Records shown section start

//! Map session: the owner of every uploaded layer and its classification.
//!
//! All mutation goes through [`MapSession`]. The host map is reached only
//! through [`MapHost`]; the session never renders or hit-tests.
//!
//! Classification requests carry a per-layer epoch. Starting a new request
//! (or resetting) advances the epoch, and a request whose epoch is no longer
//! current completes as [`ClassificationOutcome::Superseded`] without touching
//! the layer. A request that fails hands the epoch back, so an earlier
//! pending request stays current.

use std::collections::HashMap;

use log::{debug, info, warn};
use serde::Serialize;

use crate::{
    config::ViewerConfig,
    error::{ViewerError, ViewerResult},
    fields::Attributes,
    frequency::{FieldStats, compute_stats_with_limit},
    geometry::Extent,
    layer::{FeatureLayer, LayerId, LayerSummary},
    palette::Palette,
    renderer::{Legend, Renderer, build_renderer, simple_renderer},
    upload::{FeatureService, UploadPipeline, UploadSource},
};

#[derive(Debug, Clone, Copy, PartialEq, Serialize)]
#[serde(rename_all = "camelCase")]
pub struct AnimationOptions {
    pub duration_ms: u32,
    pub animate: bool,
}

impl Default for AnimationOptions {
    fn default() -> Self {
        Self {
            duration_ms: 1000,
            animate: true,
        }
    }
}

/// Host map collaborator.
pub trait MapHost {
    fn add_layer(&mut self, layer: &FeatureLayer);

    fn remove_layer(&mut self, id: LayerId);

    fn go_to_extent(&mut self, extent: &Extent, options: &AnimationOptions);

    /// Called after a layer's renderer has been replaced.
    fn renderer_changed(&mut self, _id: LayerId, _renderer: &Renderer) {}

    /// Queries the attributes of every feature in `layer`. Hosts that hold no
    /// richer copy answer from the layer itself.
    fn query_features(
        &mut self,
        layer: &FeatureLayer,
        _field: &str,
    ) -> ViewerResult<Vec<Attributes>> {
        Ok(layer.attributes().cloned().collect())
    }
}

/// Host that displays nothing; used by the command line.
#[derive(Debug, Default)]
pub struct NullHost;

impl MapHost for NullHost {
    fn add_layer(&mut self, layer: &FeatureLayer) {
        debug!("Registered {} ('{}')", layer.id(), layer.title());
    }

    fn remove_layer(&mut self, id: LayerId) {
        debug!("Removed {id}");
    }

    fn go_to_extent(&mut self, extent: &Extent, _options: &AnimationOptions) {
        debug!("Extent {extent:?}");
    }
}

#[derive(Debug, Clone, PartialEq, Eq)]
pub struct ClassificationTicket {
    pub layer: LayerId,
    pub field: String,
    epoch: u64,
    previous: u64,
}

#[derive(Debug, Clone, PartialEq, Serialize)]
#[serde(rename_all = "camelCase")]
pub struct ClassificationSummary {
    pub layer: LayerId,
    pub field: String,
    pub stats: FieldStats,
    pub legend: Legend,
    pub renderer: Renderer,
}

#[derive(Debug, Clone, PartialEq)]
pub enum ClassificationOutcome {
    Applied(Box<ClassificationSummary>),
    Superseded,
}

type UploadHandler = Box<dyn FnMut(&LayerSummary)>;
type FieldHandler = Box<dyn FnMut(&ClassificationSummary)>;

pub struct MapSession<H: MapHost> {
    host: H,
    config: ViewerConfig,
    palette: Palette,
    service: Option<Box<dyn FeatureService>>,
    layers: Vec<FeatureLayer>,
    epochs: HashMap<LayerId, u64>,
    next_layer: u64,
    animation: AnimationOptions,
    upload_handlers: Vec<UploadHandler>,
    field_handlers: Vec<FieldHandler>,
}

impl<H: MapHost> MapSession<H> {
    pub fn new(host: H, config: ViewerConfig) -> ViewerResult<Self> {
        config.validate()?;
        let palette = config.resolve_palette()?;
        Ok(Self {
            host,
            config,
            palette,
            service: None,
            layers: Vec::new(),
            epochs: HashMap::new(),
            next_layer: 0,
            animation: AnimationOptions::default(),
            upload_handlers: Vec::new(),
            field_handlers: Vec::new(),
        })
    }

    pub fn with_feature_service(mut self, service: Box<dyn FeatureService>) -> Self {
        self.service = Some(service);
        self
    }

    pub fn host(&self) -> &H {
        &self.host
    }

    pub fn config(&self) -> &ViewerConfig {
        &self.config
    }

    pub fn layers(&self) -> &[FeatureLayer] {
        &self.layers
    }

    pub fn layer(&self, id: LayerId) -> ViewerResult<&FeatureLayer> {
        self.layers
            .iter()
            .find(|layer| layer.id() == id)
            .ok_or(ViewerError::UnknownLayer(id.0))
    }

    fn layer_position(&self, id: LayerId) -> ViewerResult<usize> {
        self.layers
            .iter()
            .position(|layer| layer.id() == id)
            .ok_or(ViewerError::UnknownLayer(id.0))
    }

    pub fn on_upload_complete(&mut self, handler: impl FnMut(&LayerSummary) + 'static) {
        self.upload_handlers.push(Box::new(handler));
    }

    pub fn on_field_selected(&mut self, handler: impl FnMut(&ClassificationSummary) + 'static) {
        self.field_handlers.push(Box::new(handler));
    }

    /// Validates, parses, and registers an upload. Either every resulting
    /// layer is registered or none is.
    pub fn upload(&mut self, source: &UploadSource) -> ViewerResult<Vec<LayerId>> {
        let mut pipeline = UploadPipeline::new(&self.config);
        if let Some(service) = self.service.as_deref() {
            pipeline = pipeline.with_service(service);
        }
        let drafts = pipeline.process(source)?;

        let mut prepared = Vec::with_capacity(drafts.len());
        for (offset, draft) in drafts.into_iter().enumerate() {
            let index = self.next_layer as usize + offset;
            let base = simple_renderer(
                draft.geometry_type,
                index,
                &self.palette,
                &self.config.symbols,
            )?;
            prepared.push((draft, base));
        }

        let mut ids = Vec::with_capacity(prepared.len());
        for (draft, base) in prepared {
            self.next_layer += 1;
            let id = LayerId(self.next_layer);
            let layer = FeatureLayer::new(id, draft, base);
            self.host.add_layer(&layer);
            info!(
                "Added {id} '{}' with {} feature(s)",
                layer.title(),
                layer.feature_count()
            );
            self.epochs.insert(id, 0);
            self.layers.push(layer);
            ids.push(id);
        }

        let extents = ids
            .iter()
            .filter_map(|id| self.layer(*id).ok().and_then(FeatureLayer::full_extent))
            .collect::<Vec<_>>();
        if let Some(extent) = Extent::combine(&extents) {
            self.host.go_to_extent(&extent, &self.animation);
        }

        for id in &ids {
            let summary = self.layer(*id)?.summary();
            for handler in &mut self.upload_handlers {
                handler(&summary);
            }
        }
        Ok(ids)
    }

    pub fn remove_layer(&mut self, id: LayerId) -> ViewerResult<FeatureLayer> {
        let position = self.layer_position(id)?;
        let layer = self.layers.remove(position);
        self.epochs.remove(&id);
        self.host.remove_layer(id);
        info!("Removed {id} '{}'", layer.title());
        Ok(layer)
    }

    pub fn zoom_to_layer(&mut self, id: LayerId) -> ViewerResult<()> {
        if let Some(extent) = self.layer(id)?.full_extent() {
            self.host.go_to_extent(&extent, &self.animation);
        }
        Ok(())
    }

    pub fn classifiable_fields(&self, id: LayerId) -> ViewerResult<Vec<String>> {
        Ok(self
            .layer(id)?
            .classifiable_fields()
            .into_iter()
            .map(str::to_string)
            .collect())
    }

    /// Starts a classification request, superseding any earlier one for the
    /// same layer.
    pub fn begin_classification(
        &mut self,
        id: LayerId,
        field: &str,
    ) -> ViewerResult<ClassificationTicket> {
        if field.trim().is_empty() {
            return Err(ViewerError::precondition("no field selected"));
        }
        let layer = self.layer(id)?;
        match layer.field(field) {
            Some(f) if f.field_type.is_classifiable() => {}
            Some(f) => {
                return Err(ViewerError::precondition(format!(
                    "field '{field}' has type {} and cannot be classified",
                    f.field_type
                )));
            }
            None => {
                return Err(ViewerError::precondition(format!(
                    "field '{field}' does not exist on {id}"
                )));
            }
        }
        let previous = self.epochs.get(&id).copied().unwrap_or_default();
        let epoch = self.advance_epoch(id);
        debug!("Classification of {id} on '{field}' started at epoch {epoch}");
        Ok(ClassificationTicket {
            layer: id,
            field: field.to_string(),
            epoch,
            previous,
        })
    }

    /// Computes statistics and swaps the renderer for `ticket`, unless a later
    /// request for the same layer has started since.
    pub fn complete_classification(
        &mut self,
        ticket: ClassificationTicket,
    ) -> ViewerResult<ClassificationOutcome> {
        let position = self.layer_position(ticket.layer)?;
        if !self.is_current(&ticket) {
            debug!(
                "Classification of {} on '{}' superseded",
                ticket.layer, ticket.field
            );
            return Ok(ClassificationOutcome::Superseded);
        }

        let (stats, renderer, legend) = match self.prepare_classification(position, &ticket) {
            Ok(prepared) => prepared,
            Err(err) => {
                self.epochs.insert(ticket.layer, ticket.previous);
                return Err(err);
            }
        };

        let summary = ClassificationSummary {
            layer: ticket.layer,
            field: ticket.field.clone(),
            stats,
            legend: legend.clone(),
            renderer: renderer.clone(),
        };
        let layer = &mut self.layers[position];
        layer.apply_classification(renderer, legend);
        self.host.renderer_changed(ticket.layer, layer.renderer());
        info!(
            "Classified {} on '{}': {} unique value(s), {} shown",
            ticket.layer,
            ticket.field,
            summary.stats.unique_count,
            summary.legend.entries.len()
        );
        for handler in &mut self.field_handlers {
            handler(&summary);
        }
        Ok(ClassificationOutcome::Applied(Box::new(summary)))
    }

    /// Classifies `id` on `field` in one step.
    pub fn classify(&mut self, id: LayerId, field: &str) -> ViewerResult<ClassificationSummary> {
        let ticket = self.begin_classification(id, field)?;
        match self.complete_classification(ticket)? {
            ClassificationOutcome::Applied(summary) => Ok(*summary),
            ClassificationOutcome::Superseded => Err(ViewerError::precondition(
                "classification was superseded",
            )),
        }
    }

    /// Returns the layer to its single-symbol renderer and clears its legend.
    /// Pending classification requests for the layer are superseded.
    pub fn reset_classification(&mut self, id: LayerId) -> ViewerResult<()> {
        let position = self.layer_position(id)?;
        self.advance_epoch(id);
        let layer = &mut self.layers[position];
        layer.reset_classification();
        self.host.renderer_changed(id, layer.renderer());
        info!("Reset classification of {id}");
        Ok(())
    }

    fn prepare_classification(
        &mut self,
        position: usize,
        ticket: &ClassificationTicket,
    ) -> ViewerResult<(FieldStats, Renderer, Legend)> {
        let layer = &self.layers[position];
        let queried = match self.host.query_features(layer, &ticket.field) {
            Ok(rows) if !rows.is_empty() => Some(rows),
            Ok(_) => None,
            Err(err) => {
                warn!("{err}; using attributes held by {}", ticket.layer);
                None
            }
        };
        let top = self.config.top_values;
        let stats = match &queried {
            Some(rows) => compute_stats_with_limit(rows, &ticket.field, top),
            None => compute_stats_with_limit(layer.attributes(), &ticket.field, top),
        }
        .ok_or_else(|| ViewerError::precondition(format!("{} has no features", ticket.layer)))?;

        let (renderer, legend) = build_renderer(
            &stats,
            layer.geometry_type(),
            &self.palette,
            &self.config.symbols,
        )?;
        Ok((stats, renderer, legend))
    }

    fn advance_epoch(&mut self, id: LayerId) -> u64 {
        let epoch = self.epochs.entry(id).or_insert(0);
        *epoch += 1;
        *epoch
    }

    fn is_current(&self, ticket: &ClassificationTicket) -> bool {
        self.epochs.get(&ticket.layer) == Some(&ticket.epoch)
    }
}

Records shown section end

→ What is required: Both the first line of the records above and the line containing "fn remove_layer(&mut self, id: LayerId);" are to be transcribed exactly, together with every line between them, and nothing else.

→ Output of the task:
//! Map session: the owner of every uploaded layer and its classification.
//!
//! All mutation goes through [`MapSession`]. The host map is reached only
//! through [`MapHost`]; the session never renders or hit-tests.
//!
//! Classification requests carry a per-layer epoch. Starting a new request
//! (or resetting) advances the epoch, and a request whose epoch is no longer
//! current completes as [`ClassificationOutcome::Superseded`] without touching
//! the layer. A request that fails hands the epoch back, so an earlier
//! pending request stays current.

use std::collections::HashMap;

use log::{debug, info, warn};
use serde::Serialize;

use crate::{
    config::ViewerConfig,
    error::{ViewerError, ViewerResult},
    fields::Attributes,
    frequency::{FieldStats, compute_stats_with_limit},
    geometry::Extent,
    layer::{FeatureLayer, LayerId, LayerSummary},
    palette::Palette,
    renderer::{Legend, Renderer, build_renderer, simple_renderer},
    upload::{FeatureService, UploadPipeline, UploadSource},
};

#[derive(Debug, Clone, Copy, PartialEq, Serialize)]
#[serde(rename_all = "camelCase")]
pub struct AnimationOptions {
    pub duration_ms: u32,
    pub animate: bool,
}

impl Default for AnimationOptions {
    fn default() -> Self {
        Self {
            duration_ms: 1000,
            animate: true,
        }
    }
}

/// Host map collaborator.
pub trait MapHost {
    fn add_layer(&mut self, layer: &FeatureLayer);

    fn remove_layer(&mut self, id: LayerId);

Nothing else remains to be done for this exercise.